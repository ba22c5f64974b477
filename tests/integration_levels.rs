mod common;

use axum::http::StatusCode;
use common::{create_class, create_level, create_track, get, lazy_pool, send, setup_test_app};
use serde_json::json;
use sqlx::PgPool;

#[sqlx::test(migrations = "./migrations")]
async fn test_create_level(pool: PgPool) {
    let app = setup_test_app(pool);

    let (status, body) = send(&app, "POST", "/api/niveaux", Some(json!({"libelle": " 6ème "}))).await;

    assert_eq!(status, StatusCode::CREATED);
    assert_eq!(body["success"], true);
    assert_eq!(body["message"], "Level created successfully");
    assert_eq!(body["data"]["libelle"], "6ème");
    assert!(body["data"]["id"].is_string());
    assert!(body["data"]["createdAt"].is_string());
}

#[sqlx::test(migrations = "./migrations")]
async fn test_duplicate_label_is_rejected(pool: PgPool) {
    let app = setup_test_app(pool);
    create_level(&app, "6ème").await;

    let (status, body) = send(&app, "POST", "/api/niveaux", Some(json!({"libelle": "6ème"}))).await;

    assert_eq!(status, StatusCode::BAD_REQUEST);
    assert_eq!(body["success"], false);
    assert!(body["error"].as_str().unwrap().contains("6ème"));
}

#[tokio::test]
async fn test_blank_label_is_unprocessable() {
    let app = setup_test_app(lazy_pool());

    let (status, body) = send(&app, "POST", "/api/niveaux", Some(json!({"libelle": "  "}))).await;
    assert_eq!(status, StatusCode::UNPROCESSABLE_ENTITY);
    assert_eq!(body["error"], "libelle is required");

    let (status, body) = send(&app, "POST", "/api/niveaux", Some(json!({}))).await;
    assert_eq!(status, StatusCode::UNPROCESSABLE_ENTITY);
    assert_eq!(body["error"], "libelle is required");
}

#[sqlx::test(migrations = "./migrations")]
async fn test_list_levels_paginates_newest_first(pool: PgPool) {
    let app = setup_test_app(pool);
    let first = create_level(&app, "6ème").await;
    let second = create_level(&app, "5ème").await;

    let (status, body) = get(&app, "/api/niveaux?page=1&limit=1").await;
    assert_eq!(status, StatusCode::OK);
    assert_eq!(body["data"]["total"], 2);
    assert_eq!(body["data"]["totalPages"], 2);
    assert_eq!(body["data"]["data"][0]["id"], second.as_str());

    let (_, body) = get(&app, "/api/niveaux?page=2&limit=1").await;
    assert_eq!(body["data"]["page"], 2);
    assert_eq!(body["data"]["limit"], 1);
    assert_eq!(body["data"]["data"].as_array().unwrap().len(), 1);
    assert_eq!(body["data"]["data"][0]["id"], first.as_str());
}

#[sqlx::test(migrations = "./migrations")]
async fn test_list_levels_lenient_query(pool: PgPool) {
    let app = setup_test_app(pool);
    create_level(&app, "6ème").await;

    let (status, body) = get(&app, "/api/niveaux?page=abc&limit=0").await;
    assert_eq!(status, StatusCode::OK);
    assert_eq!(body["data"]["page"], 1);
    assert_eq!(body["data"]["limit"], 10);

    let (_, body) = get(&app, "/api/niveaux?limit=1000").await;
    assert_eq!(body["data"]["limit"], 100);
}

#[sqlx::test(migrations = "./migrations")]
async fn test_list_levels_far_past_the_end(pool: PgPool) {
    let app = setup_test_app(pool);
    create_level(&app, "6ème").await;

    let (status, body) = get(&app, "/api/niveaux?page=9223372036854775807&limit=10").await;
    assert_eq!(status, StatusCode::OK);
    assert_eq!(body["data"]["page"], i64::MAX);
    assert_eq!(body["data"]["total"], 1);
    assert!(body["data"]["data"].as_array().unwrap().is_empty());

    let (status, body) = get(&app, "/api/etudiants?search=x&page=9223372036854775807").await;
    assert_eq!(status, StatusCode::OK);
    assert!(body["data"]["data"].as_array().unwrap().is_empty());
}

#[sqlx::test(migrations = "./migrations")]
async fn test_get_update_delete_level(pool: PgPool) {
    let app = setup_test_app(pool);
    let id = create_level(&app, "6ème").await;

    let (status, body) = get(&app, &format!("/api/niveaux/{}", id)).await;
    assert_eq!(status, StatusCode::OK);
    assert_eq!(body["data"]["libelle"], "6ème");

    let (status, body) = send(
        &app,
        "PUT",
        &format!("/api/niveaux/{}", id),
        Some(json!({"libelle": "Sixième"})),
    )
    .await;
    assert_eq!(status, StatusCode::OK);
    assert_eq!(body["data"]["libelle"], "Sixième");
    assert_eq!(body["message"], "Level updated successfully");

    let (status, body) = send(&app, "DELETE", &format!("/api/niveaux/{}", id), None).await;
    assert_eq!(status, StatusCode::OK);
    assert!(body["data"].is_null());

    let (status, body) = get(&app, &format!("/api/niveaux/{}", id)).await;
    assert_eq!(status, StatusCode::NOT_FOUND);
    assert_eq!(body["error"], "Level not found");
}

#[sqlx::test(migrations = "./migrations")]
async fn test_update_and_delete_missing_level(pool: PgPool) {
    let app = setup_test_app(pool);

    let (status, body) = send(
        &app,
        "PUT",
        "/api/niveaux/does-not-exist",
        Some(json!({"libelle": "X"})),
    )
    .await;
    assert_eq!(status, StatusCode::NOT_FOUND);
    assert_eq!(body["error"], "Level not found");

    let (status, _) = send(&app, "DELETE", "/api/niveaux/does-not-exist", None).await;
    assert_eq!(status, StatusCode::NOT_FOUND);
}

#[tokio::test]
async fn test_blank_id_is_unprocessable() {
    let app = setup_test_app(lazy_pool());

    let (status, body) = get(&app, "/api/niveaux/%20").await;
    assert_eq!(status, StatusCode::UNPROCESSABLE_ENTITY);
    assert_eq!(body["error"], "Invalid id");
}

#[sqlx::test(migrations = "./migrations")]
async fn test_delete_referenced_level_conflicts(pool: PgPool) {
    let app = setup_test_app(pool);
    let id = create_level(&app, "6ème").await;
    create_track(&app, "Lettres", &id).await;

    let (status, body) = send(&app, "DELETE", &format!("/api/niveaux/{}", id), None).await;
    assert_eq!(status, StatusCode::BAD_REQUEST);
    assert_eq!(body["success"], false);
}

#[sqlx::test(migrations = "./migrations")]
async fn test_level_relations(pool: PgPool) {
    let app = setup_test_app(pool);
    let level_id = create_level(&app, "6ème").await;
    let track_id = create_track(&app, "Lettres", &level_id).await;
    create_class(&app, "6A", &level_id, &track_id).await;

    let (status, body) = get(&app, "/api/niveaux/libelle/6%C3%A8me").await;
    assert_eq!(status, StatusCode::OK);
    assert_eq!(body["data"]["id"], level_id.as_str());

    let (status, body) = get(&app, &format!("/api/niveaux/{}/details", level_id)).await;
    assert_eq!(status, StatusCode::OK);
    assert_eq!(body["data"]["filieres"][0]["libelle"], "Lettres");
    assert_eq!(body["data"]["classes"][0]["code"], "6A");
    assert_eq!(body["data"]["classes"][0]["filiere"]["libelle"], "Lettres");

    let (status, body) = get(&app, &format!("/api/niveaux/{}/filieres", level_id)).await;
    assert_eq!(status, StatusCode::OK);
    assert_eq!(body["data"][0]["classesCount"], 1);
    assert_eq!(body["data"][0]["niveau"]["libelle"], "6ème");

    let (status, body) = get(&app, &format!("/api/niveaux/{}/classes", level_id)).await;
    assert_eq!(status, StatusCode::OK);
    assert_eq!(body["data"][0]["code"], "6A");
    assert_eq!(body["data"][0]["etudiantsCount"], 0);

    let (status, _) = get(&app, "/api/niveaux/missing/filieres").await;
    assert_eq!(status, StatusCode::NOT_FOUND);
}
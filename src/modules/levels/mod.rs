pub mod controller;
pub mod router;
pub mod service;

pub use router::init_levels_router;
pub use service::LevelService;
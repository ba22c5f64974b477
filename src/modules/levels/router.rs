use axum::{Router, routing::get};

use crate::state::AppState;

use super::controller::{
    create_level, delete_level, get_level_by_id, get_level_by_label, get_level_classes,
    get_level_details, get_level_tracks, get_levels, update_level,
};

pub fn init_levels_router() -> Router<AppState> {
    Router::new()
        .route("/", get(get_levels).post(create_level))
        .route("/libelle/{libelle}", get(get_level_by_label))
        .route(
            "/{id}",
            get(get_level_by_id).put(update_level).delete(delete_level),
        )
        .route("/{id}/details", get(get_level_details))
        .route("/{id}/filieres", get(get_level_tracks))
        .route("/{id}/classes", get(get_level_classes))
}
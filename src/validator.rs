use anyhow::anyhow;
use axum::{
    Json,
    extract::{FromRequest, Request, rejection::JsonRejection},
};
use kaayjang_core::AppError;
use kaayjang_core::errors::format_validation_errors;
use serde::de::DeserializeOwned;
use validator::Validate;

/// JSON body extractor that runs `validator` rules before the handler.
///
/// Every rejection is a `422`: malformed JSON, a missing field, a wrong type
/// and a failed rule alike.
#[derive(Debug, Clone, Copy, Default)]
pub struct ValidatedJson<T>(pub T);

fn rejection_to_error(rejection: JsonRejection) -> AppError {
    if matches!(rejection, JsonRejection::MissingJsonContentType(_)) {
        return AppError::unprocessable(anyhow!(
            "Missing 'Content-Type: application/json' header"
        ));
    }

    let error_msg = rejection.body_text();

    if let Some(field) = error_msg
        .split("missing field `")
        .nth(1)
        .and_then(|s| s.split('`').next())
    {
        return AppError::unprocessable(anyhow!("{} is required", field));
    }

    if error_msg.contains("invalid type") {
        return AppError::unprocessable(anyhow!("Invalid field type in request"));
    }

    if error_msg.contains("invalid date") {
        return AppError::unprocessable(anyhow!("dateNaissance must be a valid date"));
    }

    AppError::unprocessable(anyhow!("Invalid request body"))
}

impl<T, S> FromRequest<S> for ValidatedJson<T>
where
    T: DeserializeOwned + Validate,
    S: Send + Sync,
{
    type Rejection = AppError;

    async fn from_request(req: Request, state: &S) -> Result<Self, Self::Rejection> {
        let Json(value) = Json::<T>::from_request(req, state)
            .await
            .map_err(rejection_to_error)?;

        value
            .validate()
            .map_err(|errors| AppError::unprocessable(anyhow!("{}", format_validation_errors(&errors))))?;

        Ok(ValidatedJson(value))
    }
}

Goal of the exercise
Count every line above that includes the string "controller", and answer with the count only.

Exercise solution
2